I thought that cute. My interpretation was she was as open to sharing our shared experience as I was. She is an avid Transamorous Network reader after all.

She sent me a couple pictures. Both were “rated PG” and flattering in my opinion. But I thought they’d not protect her privacy. Now, Muriel and I are a great match. So it wasn’t a surprise that I had already selected the exact same photos of her, photos she sent me weeks ago, to post. But then I decided not to. Back then too, I thought them too revealing. We laughed at that, then agreed not to include a photo at all.

That exchange shows how great how much of a match we are. Which, again, is what I tell my clients, both trans and trans-attracted. What I offer at The Transamorous Network is 100 percent effective. It always results in perfect matches. No dating site required. No bullshit. Just getting what you want.
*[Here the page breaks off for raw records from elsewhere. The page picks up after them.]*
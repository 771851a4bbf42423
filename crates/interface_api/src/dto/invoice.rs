//! Invoice and invoice line DTOs

use chrono::NaiveDate;
use rust_decimal::Decimal;
use serde::{Deserialize, Serialize};
use uuid::Uuid;
use validator::Validate;

use core_kernel::{BarrelId, InvoiceId, ProviderId};
use domain_billing::{AddLineRequest, InvoiceLine, InvoiceQuery, InvoiceSummary, NewInvoice};

#[derive(Debug, Deserialize, Validate)]
pub struct CreateInvoiceRequest {
    #[validate(length(min = 1, max = 64))]
    pub invoice_no: String,
    pub provider: Uuid,
    pub issued_on: NaiveDate,
}

impl From<CreateInvoiceRequest> for NewInvoice {
    fn from(request: CreateInvoiceRequest) -> Self {
        NewInvoice {
            invoice_no: request.invoice_no,
            provider_id: ProviderId::from(request.provider),
            issued_on: request.issued_on,
        }
    }
}

#[derive(Debug, Default, Deserialize)]
pub struct InvoiceListQuery {
    pub invoice_no: Option<String>,
    pub issued_on_after: Option<NaiveDate>,
    pub issued_on_before: Option<NaiveDate>,
    pub provider: Option<Uuid>,
}

impl From<InvoiceListQuery> for InvoiceQuery {
    fn from(query: InvoiceListQuery) -> Self {
        InvoiceQuery {
            invoice_no: query.invoice_no.filter(|fragment| !fragment.is_empty()),
            issued_on_after: query.issued_on_after,
            issued_on_before: query.issued_on_before,
            provider_id: query.provider.map(ProviderId::from),
        }
    }
}

#[derive(Debug, Serialize)]
pub struct InvoiceResponse {
    pub id: Uuid,
    pub invoice_no: String,
    pub provider: Uuid,
    pub issued_on: NaiveDate,
    pub total_amount: Decimal,
}

impl From<InvoiceSummary> for InvoiceResponse {
    fn from(summary: InvoiceSummary) -> Self {
        Self {
            id: summary.invoice.id.into(),
            invoice_no: summary.invoice.invoice_no,
            provider: summary.invoice.provider_id.into(),
            issued_on: summary.invoice.issued_on,
            total_amount: summary.total_amount.amount(),
        }
    }
}

/// Body of `POST /invoices/:id/add-line`
///
/// Not checked with `validator`; the line factory checks the fields in rule
/// order and reports the first one broken.
#[derive(Debug, Deserialize)]
pub struct AddLineBody {
    pub barrel: Uuid,
    pub liters: i64,
    pub unit_price: Decimal,
    pub description: String,
}

impl AddLineBody {
    pub fn into_request(self, invoice_id: Uuid) -> AddLineRequest {
        AddLineRequest {
            invoice_id: InvoiceId::from(invoice_id),
            barrel_id: BarrelId::from(self.barrel),
            liters: self.liters,
            unit_price: self.unit_price,
            description: self.description,
        }
    }
}

#[derive(Debug, Serialize)]
pub struct InvoiceLineResponse {
    pub id: Uuid,
    pub barrel_id: Uuid,
    pub liters: i64,
    pub description: String,
    pub unit_price: Decimal,
}

impl From<InvoiceLine> for InvoiceLineResponse {
    fn from(line: InvoiceLine) -> Self {
        Self {
            id: line.id.into(),
            barrel_id: line.barrel_id.into(),
            liters: line.liters,
            description: line.description,
            unit_price: line.unit_price.amount(),
        }
    }
}
//! HTTP API Layer
//!
//! This crate provides the REST API for the olive oil ledger using Axum.
//!
//! # Architecture
//!
//! - **Handlers**: Request handlers for providers, barrels and invoices
//! - **DTOs**: Request/Response data transfer objects
//! - **Error Handling**: Billing errors mapped to JSON error responses
//!
//! # Example
//!
//! ```rust,ignore
//! use interface_api::create_router;
//!
//! let app = create_router(PostgresLedgerStore::new(pool), config);
//! axum::serve(listener, app).await?;
//! ```

pub mod config;
pub mod error;
pub mod handlers;
pub mod dto;

use axum::{
    routing::{get, post},
    Router,
};
use tower_http::cors::{Any, CorsLayer};
use tower_http::request_id::{MakeRequestUuid, PropagateRequestIdLayer, SetRequestIdLayer};
use tower_http::trace::TraceLayer;

use domain_billing::{BillingService, LedgerStore};

use crate::config::ApiConfig;
use crate::handlers::{barrels, health, invoices, providers};

/// Application state shared across handlers
#[derive(Clone)]
pub struct AppState<S> {
    pub service: BillingService<S>,
    pub config: ApiConfig,
}

/// Creates the main API router over the given ledger store
pub fn create_router<S: LedgerStore>(store: S, config: ApiConfig) -> Router {
    let state = AppState {
        service: BillingService::new(store),
        config,
    };

    let public_routes = Router::new()
        .route("/health", get(health::health_check))
        .route("/health/ready", get(health::readiness_check::<S>));

    let provider_routes = Router::new()
        .route(
            "/",
            post(providers::create_provider::<S>).get(providers::list_providers::<S>),
        )
        .route(
            "/:id",
            get(providers::get_provider::<S>)
                .put(providers::update_provider::<S>)
                .delete(providers::delete_provider::<S>),
        );

    let barrel_routes = Router::new()
        .route(
            "/",
            post(barrels::create_barrel::<S>).get(barrels::list_barrels::<S>),
        )
        .route(
            "/:id",
            get(barrels::get_barrel::<S>)
                .put(barrels::update_barrel::<S>)
                .delete(barrels::delete_barrel::<S>),
        );

    let invoice_routes = Router::new()
        .route(
            "/",
            post(invoices::create_invoice::<S>).get(invoices::list_invoices::<S>),
        )
        .route(
            "/:id",
            get(invoices::get_invoice::<S>).delete(invoices::delete_invoice::<S>),
        )
        .route("/:id/lines", get(invoices::list_lines::<S>))
        .route("/:id/add-line", post(invoices::add_line::<S>));

    let api_routes = Router::new()
        .nest("/providers", provider_routes)
        .nest("/barrels", barrel_routes)
        .nest("/invoices", invoice_routes);

    Router::new()
        .merge(public_routes)
        .nest("/api/v1", api_routes)
        .layer(TraceLayer::new_for_http())
        .layer(PropagateRequestIdLayer::x_request_id())
        .layer(SetRequestIdLayer::x_request_id(MakeRequestUuid))
        .layer(
            CorsLayer::new()
                .allow_origin(Any)
                .allow_methods(Any)
                .allow_headers(Any),
        )
        .with_state(state)
}
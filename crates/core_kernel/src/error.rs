//! Core error types used across the system

use thiserror::Error;
use crate::money::MoneyError;

/// Core error type for the kernel
#[derive(Debug, Error)]
pub enum CoreError {
    #[error("Money error: {0}")]
    Money(#[from] MoneyError),

    #[error("Validation error: {0}")]
    Validation(String),
}

impl CoreError {
    pub fn validation(message: impl Into<String>) -> Self {
        CoreError::Validation(message.into())
    }

    /// Validates that a text field is non-blank and at most `max_chars` characters long
    pub fn check_text(field: &str, value: &str, max_chars: usize) -> Result<(), CoreError> {
        if value.trim().is_empty() {
            return Err(CoreError::Validation(format!("{} must not be blank", field)));
        }
        let chars = value.chars().count();
        if chars > max_chars {
            return Err(CoreError::Validation(format!(
                "{} must be at most {} characters, got {}",
                field, max_chars, chars
            )));
        }
        Ok(())
    }
}
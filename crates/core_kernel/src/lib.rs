//! Core Kernel - Foundational types shared by the olive oil ledger crates
//!
//! This crate provides the building blocks used across the workspace:
//! - Strongly-typed identifiers for providers, barrels, invoices and lines
//! - Unit prices and amounts with exact decimal arithmetic
//! - The port error type and marker traits implemented by storage adapters

pub mod money;
pub mod identifiers;
pub mod error;
pub mod ports;

pub use money::{Money, UnitPrice, MoneyError, PRICE_DECIMAL_PLACES, PRICE_MAX_DIGITS};
pub use identifiers::{ProviderId, BarrelId, InvoiceId, InvoiceLineId};
pub use error::CoreError;
pub use ports::{
    PortError, DomainPort, AdapterHealth, HealthCheckResult, HealthCheckable,
};
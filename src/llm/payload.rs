//! Provider-agnostic chat payloads.

use base64::Engine as _;
use base64::engine::general_purpose::STANDARD;
use serde::{Deserialize, Serialize};

/// Text sent when the user submitted nothing but the provider requires content.
pub const EMPTY_PROMPT_FALLBACK: &str = "Hello";

/// Image data attached to a request.
#[derive(Clone, Debug, PartialEq, Eq)]
pub struct ImageInput {
    /// MIME type, e.g. `image/png`.
    pub mime_type: String,
    /// Raw bytes.
    pub bytes: Vec<u8>,
}

impl ImageInput {
    /// Create an image input.
    #[must_use]
    pub fn new(mime_type: impl Into<String>, bytes: Vec<u8>) -> Self {
        Self {
            mime_type: mime_type.into(),
            bytes,
        }
    }

    /// Base64 of the bytes.
    #[must_use]
    pub fn base64(&self) -> String {
        STANDARD.encode(&self.bytes)
    }

    /// `data:` URL embedding the image.
    #[must_use]
    pub fn data_url(&self) -> String {
        format!("data:{};base64,{}", self.mime_type, self.base64())
    }
}

/// URL wrapper of an image part.
#[derive(Clone, Debug, PartialEq, Eq, Serialize, Deserialize)]
pub struct ImageUrl {
    /// `data:` or remote URL.
    pub url: String,
}

/// One part of a mixed user message.
#[derive(Clone, Debug, PartialEq, Eq, Serialize, Deserialize)]
#[serde(tag = "type", rename_all = "snake_case")]
pub enum ContentPart {
    /// Plain text.
    Text {
        /// The text.
        text: String,
    },
    /// Inline image.
    ImageUrl {
        /// The image location.
        image_url: ImageUrl,
    },
}

/// Message content: plain text or a list of parts.
#[derive(Clone, Debug, PartialEq, Eq, Serialize, Deserialize)]
#[serde(untagged)]
pub enum MessageContent {
    /// Plain text.
    Text(String),
    /// Mixed text and images.
    Parts(Vec<ContentPart>),
}

/// One chat message in the `OpenAI`/`OpenRouter` shape.
#[derive(Clone, Debug, PartialEq, Eq, Serialize, Deserialize)]
pub struct ChatMessage {
    /// `system`, `user` or `assistant`.
    pub role: String,
    /// Content.
    pub content: MessageContent,
}

impl ChatMessage {
    /// System message.
    #[must_use]
    pub fn system(text: impl Into<String>) -> Self {
        Self {
            role: "system".to_string(),
            content: MessageContent::Text(text.into()),
        }
    }

    /// Plain-text user message.
    #[must_use]
    pub fn user(text: impl Into<String>) -> Self {
        Self {
            role: "user".to_string(),
            content: MessageContent::Text(text.into()),
        }
    }
}

/// Body of a chat-completion request.
#[derive(Clone, Debug, PartialEq, Serialize, Deserialize)]
pub struct ChatCompletionRequest {
    /// Model identifier.
    pub model: String,
    /// Conversation.
    pub messages: Vec<ChatMessage>,
    /// Sampling temperature.
    pub temperature: f32,
    /// Completion token budget.
    pub max_tokens: u32,
}

/// Build the system + user message pair for a request.
#[must_use]
pub fn build_messages(system: &str, user_text: &str, images: &[ImageInput]) -> Vec<ChatMessage> {
    let user = if images.is_empty() {
        let text = if user_text.trim().is_empty() {
            EMPTY_PROMPT_FALLBACK
        } else {
            user_text
        };
        ChatMessage::user(text)
    } else {
        let mut parts = Vec::with_capacity(images.len() + 1);
        if !user_text.trim().is_empty() {
            parts.push(ContentPart::Text {
                text: user_text.to_string(),
            });
        }
        parts.extend(images.iter().map(|img| ContentPart::ImageUrl {
            image_url: ImageUrl { url: img.data_url() },
        }));
        ChatMessage {
            role: "user".to_string(),
            content: MessageContent::Parts(parts),
        }
    };

    vec![ChatMessage::system(system), user]
}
Or maybe I should say, just living life joyfully. Because that’s what happens when you get all you want. I should know: I’m not only The Transamorous Network’s founder. I’m also a client.

Celebrating every joyful moment

It’s also no wonder then that Muriel called me “babe” for the first time this week. Now, I’m not gushing or “in love” or any of that common stuff people get into when first starting a relationship. I’m totally clear what’s going on. Especially what’s happening within me. So I’m getting what I want. And reveling in the fun Muriel and I enjoy.

I described what’s happening with Muriel and me to a transgender client this week. This client is enjoying similar results in her life. She marveled about how transparent and communicative we are around sensitive relationship topics. Topics such as sex, men bottoming, bottom surgery, and what we like and don’t like. It’s true, Muriel and I have had exemplary conversations on subjects many trans-attracted men and trans women end up bitterly fighting about or break up over.

But for Muriel and I, they’re no big deal. Just more opportunity for deepening the connection we share.

I’m eager to see where this goes. But I’m really enjoying where we are. And I’m reveling in our deepening intimacy. Just like I tell my clients to do.

Which is why I’m also celebrating her calling me babe by writing this post.